Throughout the last 2 years I have been working in the tech industry, I have learned many things that have made me grow as a person but also as a professional.

Without a doubt, one of the experiences where I could learn more, was my first job as a developer. Where I learned many good things and others not so good that helped me to understand too important things.

Not everything is code. In a company there are more things to pay attention. And if it's small, sometimes is good we realize it to avoid future disasters of all kinds, setbacks, and so on.

Always consider alternatives

My ex boss was a designer, a good designer. He was always providing the best user experience to anyone who was going to use his UI's. I always liked his way of thinking. His designer mindset was moved to his way of dealing with clients and the way to face clients requirements.

When clients requirements were too demanding for us he used to try to understand the main problem, the clients necessities and what we really had to solve. This was the way we found solutions that didn't fully meet clients requirements but were able to solve the problem.

Sometimes we get used to specifics solutions and we end up limiting ourselves unnecessarily while what really matters is to solve a problem.

No matters how you do it, as long as that doesn't add extra work for us in the future, the only thing you really need to focus on is to get rid of it as easy and efficient as possible. And if you can do it in the most comfortable way for your team, much better.

Always prioritize your comfort

In this company we had to use Shopify to maintain many online stores which is pretty good since it's a useful CMS for this kind of projects.

The problem was that one of our clients was a big company and they used to demand very specific features that were a headache for us because using Shopify for it was very uncomfortable.

As a Junior dev with no experience taking important decisions I used to do what they told me to do.
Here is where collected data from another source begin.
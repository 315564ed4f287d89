use config::{Config, ConfigError, Environment, File};
use std::sync::OnceLock;

use super::AppConfig;

static APP_CONFIG: OnceLock<AppConfig> = OnceLock::new();

impl AppConfig {
    /// 加载配置
    pub fn load() -> Result<Self, ConfigError> {
        let mut builder = Config::builder()
            // 首先加载默认配置文件
            .add_source(File::with_name("config").required(false))
            // 然后根据环境加载特定配置文件
            .add_source(
                File::with_name(&format!(
                    "config.{}",
                    std::env::var("APP_ENV").unwrap_or_else(|_| "development".into())
                ))
                .required(false),
            )
            // 最后加载环境变量覆盖
            .add_source(
                Environment::with_prefix("SCHOOLSYSTEM")
                    .separator("_")
                    .try_parsing(true),
            );

        // 支持从环境变量加载
        builder = builder
            .set_override_option("app.environment", std::env::var("APP_ENV").ok())?
            .set_override_option("app.log_level", std::env::var("RUST_LOG").ok())?
            .set_override_option("server.host", std::env::var("SERVER_HOST").ok())?
            .set_override_option("server.port", std::env::var("SERVER_PORT").ok())?
            .set_override_option("server.unix_socket_path", std::env::var("UNIX_SOCKET").ok())?
            .set_override_option("server.workers", std::env::var("CPU_COUNT").ok())?
            .set_override_option("jwt.secret", std::env::var("JWT_SECRET").ok())?
            .set_override_option("database.url", std::env::var("DATABASE_URL").ok())?
            .set_override_option("cache.redis.url", std::env::var("REDIS_URL").ok())?
            .set_override_option(
                "cache.redis.key_prefix",
                std::env::var("REDIS_KEY_PREFIX").ok(),
            )?
            .set_override_option(
                "media.cloud_name",
                std::env::var("MEDIA_CLOUD_NAME").ok().map(sanitize_cloud_name),
            )?
            .set_override_option("media.api_key", std::env::var("MEDIA_API_KEY").ok())?
            .set_override_option("media.api_secret", std::env::var("MEDIA_API_SECRET").ok())?;

        let config = builder.build()?;
        let mut app_config: AppConfig = config.try_deserialize()?;

        // 处理工作线程数
        if app_config.server.workers == 0 {
            app_config.server.workers = num_cpus::get().min(app_config.server.max_workers);
        }

        Ok(app_config)
    }

    /// 获取全局配置实例
    pub fn get() -> &'static AppConfig {
        APP_CONFIG.get_or_init(|| {
            Self::load().unwrap_or_else(|e| {
                eprintln!("Failed to load configuration: {e}");
                std::process::exit(1);
            })
        })
    }

    /// 初始化配置 (在应用启动时调用)
    pub fn init() -> Result<(), ConfigError> {
        let config = Self::load()?;
        APP_CONFIG
            .set(config)
            .map_err(|_| ConfigError::Message("Configuration already initialized".to_string()))?;
        Ok(())
    }

    /// 检查是否为生产环境
    pub fn is_production(&self) -> bool {
        self.app.environment == "production"
    }

    /// 检查是否为开发环境
    pub fn is_development(&self) -> bool {
        self.app.environment == "development"
    }

    /// 获取服务器绑定地址
    pub fn server_bind_address(&self) -> String {
        format!("{}:{}", self.server.host, self.server.port)
    }

    /// 获取 Unix 套接字路径 (如果配置了)
    #[cfg(unix)]
    pub fn unix_socket_path(&self) -> Option<&str> {
        if self.server.unix_socket_path.is_empty() {
            None
        } else {
            Some(&self.server.unix_socket_path)
        }
    }
}

/// 清理媒体托管的 cloud name，去掉空白、引号等无效字符
fn sanitize_cloud_name(raw: String) -> String {
    raw.trim()
        .chars()
        .filter(|c| c.is_ascii_alphanumeric() || *c == '-')
        .collect::<String>()
        .to_lowercase()
}

#[cfg(test)]
mod tests {
    use super::*;

    #[test]
    fn test_sanitize_cloud_name() {
        assert_eq!(sanitize_cloud_name(" My Cloud ".into()), "mycloud");
        assert_eq!(sanitize_cloud_name("\"edc-school\"".into()), "edc-school");
        assert_eq!(sanitize_cloud_name("plain".into()), "plain");
    }
}
use async_trait::async_trait;

/// 缓存查询结果
#[derive(Debug, Clone, PartialEq)]
pub enum CacheResult<T> {
    Found(T),
    NotFound,
    // 连接失败等情况：键可能存在但取不到值
    ExistsButNoValue,
}

#[async_trait]
pub trait ObjectCache: Send + Sync {
    async fn get_raw(&self, key: &str) -> CacheResult<String>;
    async fn insert_raw(&self, key: String, value: String, ttl: u64);
    async fn remove(&self, key: &str);
    async fn invalidate_all(&self);
}
use serde::Serialize;

use super::entities::Activity;

// 活动视图：附带科目/班级名称
#[derive(Debug, Clone, Serialize)]
pub struct ActivityView {
    #[serde(flatten)]
    pub activity: Activity,
    pub subject_name: String,
    pub class_name: String,
}

#[derive(Debug, Clone, Serialize)]
pub struct ActivityCreatedResponse {
    pub activity: Activity,
    pub scores_created: usize,
}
Working with Shopify code editor using Vanilla JS, HTML/CSS and Liquid (I wish there would've been Hydrogen) to make requests to Shopify API.
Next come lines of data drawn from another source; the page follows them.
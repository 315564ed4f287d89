use actix_web::{HttpRequest, HttpResponse, Result as ActixResult, web};
use once_cell::sync::Lazy;

use crate::middlewares;
use crate::models::subjects::requests::{
    CreateSubjectRequest, SubjectListQuery, UpdateSubjectRequest,
};
use crate::models::users::entities::UserRole;
use crate::services::SubjectService;
use crate::utils::SafeSubjectIdI64;

// 懒加载的全局 SUBJECT_SERVICE 实例
static SUBJECT_SERVICE: Lazy<SubjectService> = Lazy::new(SubjectService::new_lazy);

// HTTP处理程序
pub async fn create_subject(
    req: HttpRequest,
    subject_data: web::Json<CreateSubjectRequest>,
) -> ActixResult<HttpResponse> {
    SUBJECT_SERVICE
        .create_subject(&req, subject_data.into_inner())
        .await
}

pub async fn list_subjects(
    req: HttpRequest,
    query: web::Query<SubjectListQuery>,
) -> ActixResult<HttpResponse> {
    SUBJECT_SERVICE.list_subjects(&req, query.into_inner()).await
}

pub async fn my_subjects(req: HttpRequest) -> ActixResult<HttpResponse> {
    SUBJECT_SERVICE.my_subjects(&req).await
}

pub async fn get_subject(
    req: HttpRequest,
    subject_id: SafeSubjectIdI64,
) -> ActixResult<HttpResponse> {
    SUBJECT_SERVICE.get_subject(&req, subject_id.0).await
}

pub async fn update_subject(
    req: HttpRequest,
    subject_id: SafeSubjectIdI64,
    update_data: web::Json<UpdateSubjectRequest>,
) -> ActixResult<HttpResponse> {
    SUBJECT_SERVICE
        .update_subject(&req, subject_id.0, update_data.into_inner())
        .await
}

pub async fn delete_subject(
    req: HttpRequest,
    subject_id: SafeSubjectIdI64,
) -> ActixResult<HttpResponse> {
    SUBJECT_SERVICE.delete_subject(&req, subject_id.0).await
}

// 配置路由
pub fn configure_subject_routes(cfg: &mut web::ServiceConfig) {
    cfg.service(
        web::scope("/api/v1/subjects")
            .wrap(middlewares::RequireJWT)
            .service(
                web::resource("")
                    .route(web::get().to(list_subjects))
                    .route(
                        web::post()
                            .to(create_subject)
                            .wrap(middlewares::RequireRole::new_any(UserRole::admin_roles())),
                    ),
            )
            .service(
                web::resource("/mine").route(
                    web::get()
                        .to(my_subjects)
                        .wrap(middlewares::RequireRole::new(&UserRole::Teacher)),
                ),
            )
            .service(
                web::resource("/{subject_id}")
                    // 教师是否讲授该科目在服务层判定
                    .route(web::get().to(get_subject))
                    .route(
                        web::put()
                            .to(update_subject)
                            .wrap(middlewares::RequireRole::new_any(UserRole::admin_roles())),
                    )
                    .route(
                        web::delete()
                            .to(delete_subject)
                            .wrap(middlewares::RequireRole::new_any(UserRole::admin_roles())),
                    ),
            ),
    );
}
At the beginning everything was going very good but little by slowly I was feeling worse and worse working like that each passing day, which shouldn't happen to any employee.

That was one of our biggest difficulties we had since development experience became too uncomfortable which led us to losing time, lower quality of our services and a team unmotivated for keeping working.
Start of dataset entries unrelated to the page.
use actix_multipart::Multipart;
use actix_web::{HttpRequest, HttpResponse, Result as ActixResult, web};
use once_cell::sync::Lazy;

use crate::middlewares;
use crate::models::courses::requests::{AddChapterRequest, CourseListQuery, UpdateCourseRequest};
use crate::models::users::entities::UserRole;
use crate::services::CourseService;
use crate::utils::{SafeChapterIndex, SafeCourseIdI64};

// 懒加载的全局 COURSE_SERVICE 实例
static COURSE_SERVICE: Lazy<CourseService> = Lazy::new(CourseService::new_lazy);

// HTTP处理程序
pub async fn create_course(req: HttpRequest, payload: Multipart) -> ActixResult<HttpResponse> {
    COURSE_SERVICE.create_course(&req, payload).await
}

pub async fn list_courses(
    req: HttpRequest,
    query: web::Query<CourseListQuery>,
) -> ActixResult<HttpResponse> {
    COURSE_SERVICE.list_courses(&req, query.into_inner()).await
}

pub async fn get_course(req: HttpRequest, course_id: SafeCourseIdI64) -> ActixResult<HttpResponse> {
    COURSE_SERVICE.get_course(&req, course_id.0).await
}

pub async fn update_course(
    req: HttpRequest,
    course_id: SafeCourseIdI64,
    update_data: web::Json<UpdateCourseRequest>,
) -> ActixResult<HttpResponse> {
    COURSE_SERVICE
        .update_course(&req, course_id.0, update_data.into_inner())
        .await
}

pub async fn add_chapter(
    req: HttpRequest,
    course_id: SafeCourseIdI64,
    chapter_data: web::Json<AddChapterRequest>,
) -> ActixResult<HttpResponse> {
    COURSE_SERVICE
        .add_chapter(&req, course_id.0, chapter_data.into_inner())
        .await
}

pub async fn check_enrollment(
    req: HttpRequest,
    course_id: SafeCourseIdI64,
) -> ActixResult<HttpResponse> {
    COURSE_SERVICE.check_enrollment(&req, course_id.0).await
}

pub async fn enroll(req: HttpRequest, course_id: SafeCourseIdI64) -> ActixResult<HttpResponse> {
    COURSE_SERVICE.enroll(&req, course_id.0).await
}

pub async fn delete_course(
    req: HttpRequest,
    course_id: SafeCourseIdI64,
) -> ActixResult<HttpResponse> {
    COURSE_SERVICE.delete_course(&req, course_id.0).await
}

pub async fn delete_chapter(
    req: HttpRequest,
    course_id: SafeCourseIdI64,
    index: SafeChapterIndex,
) -> ActixResult<HttpResponse> {
    COURSE_SERVICE
        .delete_chapter(&req, course_id.0, index.chapter)
        .await
}

pub async fn delete_lesson(
    req: HttpRequest,
    course_id: SafeCourseIdI64,
    index: SafeChapterIndex,
) -> ActixResult<HttpResponse> {
    let lesson = index.lesson.unwrap_or(0);
    COURSE_SERVICE
        .delete_lesson(&req, course_id.0, index.chapter, lesson)
        .await
}

// 配置路由
pub fn configure_course_routes(cfg: &mut web::ServiceConfig) {
    cfg.service(
        web::scope("/api/v1/courses")
            .wrap(middlewares::RequireJWT)
            .service(
                web::resource("")
                    .route(web::get().to(list_courses))
                    .route(
                        // 教师创建自己的课程
                        web::post()
                            .to(create_course)
                            .wrap(middlewares::RequireRole::new(&UserRole::Teacher)),
                    ),
            )
            .service(
                web::resource("/{course_id}/enrollment").route(
                    web::get()
                        .to(check_enrollment)
                        .wrap(middlewares::RequireRole::new(&UserRole::Student)),
                ),
            )
            .service(
                web::resource("/{course_id}/enroll").route(
                    web::post()
                        .to(enroll)
                        .wrap(middlewares::RequireRole::new(&UserRole::Student)),
                ),
            )
            .service(
                web::resource("/{course_id}/chapters").route(
                    web::post()
                        .to(add_chapter)
                        .wrap(middlewares::RequireRole::new_any(UserRole::staff_roles())),
                ),
            )
            .service(
                web::resource("/{course_id}/chapters/{chapter}/lessons/{lesson}").route(
                    web::delete()
                        .to(delete_lesson)
                        .wrap(middlewares::RequireRole::new_any(UserRole::staff_roles())),
                ),
            )
            .service(
                web::resource("/{course_id}/chapters/{chapter}").route(
                    web::delete()
                        .to(delete_chapter)
                        .wrap(middlewares::RequireRole::new_any(UserRole::staff_roles())),
                ),
            )
            .service(
                web::resource("/{course_id}")
                    .route(web::get().to(get_course))
                    .route(
                        web::put()
                            .to(update_course)
                            .wrap(middlewares::RequireRole::new_any(UserRole::staff_roles())),
                    )
                    .route(
                        web::delete()
                            .to(delete_course)
                            .wrap(middlewares::RequireRole::new_any(UserRole::staff_roles())),
                    ),
            ),
    );
}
And yeah, maybe in your company you never have done something like this, but the real problem is not the technology we use, but if we're thinking in our comfort or not.

This applies to everything, the way we write and organize our code, the methodologies we use in out team, how is our process to build a product as a team, and so on.

Every "cheap decision" makes our work a little more difficult, and if we never stop they add up over time and we end up spending more energy just to keep maintaining our projects without losing efficiency.

All because we never thought that there could be a better way to do everything. This also doesn't mean that can't make these decisions, the thing is just to learn how to recognize when we are able to improve something and work as a team to do it successfully.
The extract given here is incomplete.